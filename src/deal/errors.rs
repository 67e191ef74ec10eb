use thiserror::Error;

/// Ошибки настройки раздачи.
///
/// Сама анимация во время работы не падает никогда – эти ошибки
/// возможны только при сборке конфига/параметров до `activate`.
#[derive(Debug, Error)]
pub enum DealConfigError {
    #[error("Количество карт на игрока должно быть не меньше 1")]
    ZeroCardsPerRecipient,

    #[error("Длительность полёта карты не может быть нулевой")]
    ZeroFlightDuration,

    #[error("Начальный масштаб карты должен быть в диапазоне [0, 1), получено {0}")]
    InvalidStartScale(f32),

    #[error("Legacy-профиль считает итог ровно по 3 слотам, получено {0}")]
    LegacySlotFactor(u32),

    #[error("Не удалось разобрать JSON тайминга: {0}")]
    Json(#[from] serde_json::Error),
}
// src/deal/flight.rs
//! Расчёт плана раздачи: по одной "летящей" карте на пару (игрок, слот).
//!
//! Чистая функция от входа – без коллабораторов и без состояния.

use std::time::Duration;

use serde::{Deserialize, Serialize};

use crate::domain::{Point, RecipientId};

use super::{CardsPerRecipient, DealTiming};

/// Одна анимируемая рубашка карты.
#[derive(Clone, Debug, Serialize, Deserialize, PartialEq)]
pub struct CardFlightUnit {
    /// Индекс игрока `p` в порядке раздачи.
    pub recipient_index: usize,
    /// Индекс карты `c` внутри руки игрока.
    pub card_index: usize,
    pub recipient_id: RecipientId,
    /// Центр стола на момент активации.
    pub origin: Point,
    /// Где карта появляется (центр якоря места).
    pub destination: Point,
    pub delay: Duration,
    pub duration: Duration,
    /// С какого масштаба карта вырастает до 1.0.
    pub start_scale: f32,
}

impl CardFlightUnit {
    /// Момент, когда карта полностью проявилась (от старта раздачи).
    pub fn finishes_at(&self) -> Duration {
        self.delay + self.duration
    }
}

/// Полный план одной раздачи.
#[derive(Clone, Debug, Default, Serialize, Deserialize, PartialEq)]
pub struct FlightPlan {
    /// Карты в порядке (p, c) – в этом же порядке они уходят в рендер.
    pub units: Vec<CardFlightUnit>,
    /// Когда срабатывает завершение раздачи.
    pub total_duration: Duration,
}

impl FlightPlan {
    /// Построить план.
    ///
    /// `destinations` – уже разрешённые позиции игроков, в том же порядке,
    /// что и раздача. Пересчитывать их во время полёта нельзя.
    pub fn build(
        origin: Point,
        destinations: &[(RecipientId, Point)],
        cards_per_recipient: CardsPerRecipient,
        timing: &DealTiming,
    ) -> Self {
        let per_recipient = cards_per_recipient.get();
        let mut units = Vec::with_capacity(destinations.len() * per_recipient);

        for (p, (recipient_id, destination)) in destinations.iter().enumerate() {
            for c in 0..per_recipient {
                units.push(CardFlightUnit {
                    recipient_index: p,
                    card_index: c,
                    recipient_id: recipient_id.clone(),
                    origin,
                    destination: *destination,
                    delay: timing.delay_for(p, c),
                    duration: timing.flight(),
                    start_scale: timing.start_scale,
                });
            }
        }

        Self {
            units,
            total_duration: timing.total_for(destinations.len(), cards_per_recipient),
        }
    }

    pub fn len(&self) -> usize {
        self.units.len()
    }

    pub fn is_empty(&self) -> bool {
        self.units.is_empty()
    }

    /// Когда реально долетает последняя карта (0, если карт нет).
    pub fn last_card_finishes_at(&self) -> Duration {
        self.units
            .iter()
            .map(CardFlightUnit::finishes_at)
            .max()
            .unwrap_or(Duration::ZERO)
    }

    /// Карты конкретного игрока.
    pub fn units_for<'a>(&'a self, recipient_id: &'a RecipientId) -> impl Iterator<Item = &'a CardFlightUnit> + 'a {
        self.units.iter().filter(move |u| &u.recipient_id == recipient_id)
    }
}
#####
WHAT TO DO:
Count the lines of the records that contain the word "быть". Give only the count.

RESPONSE FOR THIS EXERCISE:
3